Tucker's poetic debut, "Late for Work," bears all the hallmarks of
his newspapering life (currently, he's an assistant managing editor at
The Newark Star-Ledger). Poems come bearing titles like "Morning
edition" or "A Book Review," and sing the praises of that sweet spot
between deadlines.
"Kingdom of Laziness" imagines a world with no tick-tock, where
"yawns come loose/from your intentions." And "Voice Mail" sounds
like every newspaper employee's fantasy: "You want to leave a
message... Leave one... If he ever gets back, that is, and I'm not
saying/that he will ever come back or that/he hasn't been killed in a
bar fight in Mexico/where for some years he has lived another
life/filled with verse and drunken episodes."

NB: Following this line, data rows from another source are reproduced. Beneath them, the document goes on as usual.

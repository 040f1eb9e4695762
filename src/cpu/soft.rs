/*!
 * Scripted Software CPU
 * Register file plus sparse memory that replays a queue of syscall traps
 */

use std::collections::VecDeque;

use super::{CpuEngine, CpuEvent, CpuRegisters, Register};
use crate::core::types::{GuestAddress, SyscallNumber};
use crate::memory::{GuestMemory, MemoryResult, SparseMemory};

/// Base of the stack region mapped by [`SoftCpu::new`]
pub const STACK_BASE: GuestAddress = 0x7ff0_0000;
/// Size of the stack region mapped by [`SoftCpu::new`]
pub const STACK_SIZE: u64 = 0x10000;

/// Offset from RSP of the fifth syscall argument (return address + home space)
pub const STACK_ARGS_OFFSET: u64 = 0x28;

/// A pending `syscall` instruction
#[derive(Debug, Clone, PartialEq, Eq)]
pub struct ScriptedTrap {
    pub number: SyscallNumber,
    pub args: Vec<u64>,
}

/// Minimal engine: no instruction decoding, only queued syscall traps
///
/// Each call to [`CpuEngine::run_until_event`] loads the next trap into the
/// registers the way an ntdll stub would (`EAX`, `R10`, `RDX`, `R8`, `R9`,
/// stack) and reports [`CpuEvent::Syscall`]. The status left in `RAX` by
/// the previous trap is collected first.
#[derive(Debug, Clone)]
pub struct SoftCpu {
    registers: [u64; Register::COUNT],
    memory: SparseMemory,
    traps: VecDeque<ScriptedTrap>,
    completed: Vec<u64>,
    in_trap: bool,
    stopped: bool,
}

impl SoftCpu {
    pub fn new() -> Self {
        let mut memory = SparseMemory::new();
        memory.map(STACK_BASE, STACK_SIZE);

        let mut cpu = Self {
            registers: [0; Register::COUNT],
            memory,
            traps: VecDeque::new(),
            completed: Vec::new(),
            in_trap: false,
            stopped: false,
        };
        cpu.write_register(Register::Rsp, STACK_BASE + STACK_SIZE / 2);
        cpu
    }

    pub fn memory(&self) -> &SparseMemory {
        &self.memory
    }

    pub fn memory_mut(&mut self) -> &mut SparseMemory {
        &mut self.memory
    }

    /// Queue a syscall trap for a later `run_until_event`
    pub fn queue_syscall(&mut self, number: SyscallNumber, args: &[u64]) {
        self.traps.push_back(ScriptedTrap {
            number,
            args: args.to_vec(),
        });
    }

    /// Statuses left in RAX by each completed trap, in order
    pub fn completed_statuses(&self) -> &[u64] {
        &self.completed
    }

    pub fn is_stopped(&self) -> bool {
        self.stopped
    }

    /// Load a syscall request into registers and the stack
    pub fn load_syscall(&mut self, number: SyscallNumber, args: &[u64]) -> MemoryResult<()> {
        const REGISTER_ARGS: [Register; 4] = [Register::R10, Register::Rdx, Register::R8, Register::R9];

        self.write_register(Register::Rax, u64::from(number));
        for (register, value) in REGISTER_ARGS.iter().zip(args) {
            self.write_register(*register, *value);
        }

        let rsp = self.read_register(Register::Rsp);
        for (i, value) in args.iter().enumerate().skip(REGISTER_ARGS.len()) {
            let slot = rsp + STACK_ARGS_OFFSET + 8 * (i - REGISTER_ARGS.len()) as u64;
            self.memory.write_u64(slot, *value)?;
        }
        Ok(())
    }

    fn finish_trap(&mut self) {
        if self.in_trap {
            self.completed.push(self.read_register(Register::Rax));
            self.in_trap = false;
        }
    }
}

impl Default for SoftCpu {
    fn default() -> Self {
        Self::new()
    }
}

impl CpuRegisters for SoftCpu {
    #[inline]
    fn read_register(&self, register: Register) -> u64 {
        self.registers[register.index()]
    }

    #[inline]
    fn write_register(&mut self, register: Register, value: u64) {
        self.registers[register.index()] = value;
    }
}

impl GuestMemory for SoftCpu {
    #[inline]
    fn read_memory(&self, address: GuestAddress, buf: &mut [u8]) -> MemoryResult<()> {
        self.memory.read_memory(address, buf)
    }

    #[inline]
    fn write_memory(&mut self, address: GuestAddress, data: &[u8]) -> MemoryResult<()> {
        self.memory.write_memory(address, data)
    }
}

impl CpuEngine for SoftCpu {
    fn run_until_event(&mut self) -> CpuEvent {
        self.finish_trap();
        if self.stopped {
            return CpuEvent::Halted;
        }

        let Some(trap) = self.traps.pop_front() else {
            return CpuEvent::Halted;
        };
        if self.load_syscall(trap.number, &trap.args).is_err() {
            self.stopped = true;
            return CpuEvent::Halted;
        }
        self.in_trap = true;
        CpuEvent::Syscall
    }

    fn stop(&mut self) {
        self.stopped = true;
    }
}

In the volume's second section, Tucker eases back on the wordplay
and adopts a more ruminative tone to evoke a father's hometown loyalty,
a mother's mental illness. The quilt of his past is rich, but not
stifled by nostalgia. Tucker never forgets this is art, not therapy. The
collection's finest poem, "The Brief Life of the Box," turns into a
beautiful homage to Stevens' classic, "Anecdote of the Jar," but
Tucker's version pivots around a box that is made to hold the poet's
entire childhood.
This is very strong work--clearly Tucker has taken his time. Perhaps
there was no deadline for this moonlight work, just pleasure.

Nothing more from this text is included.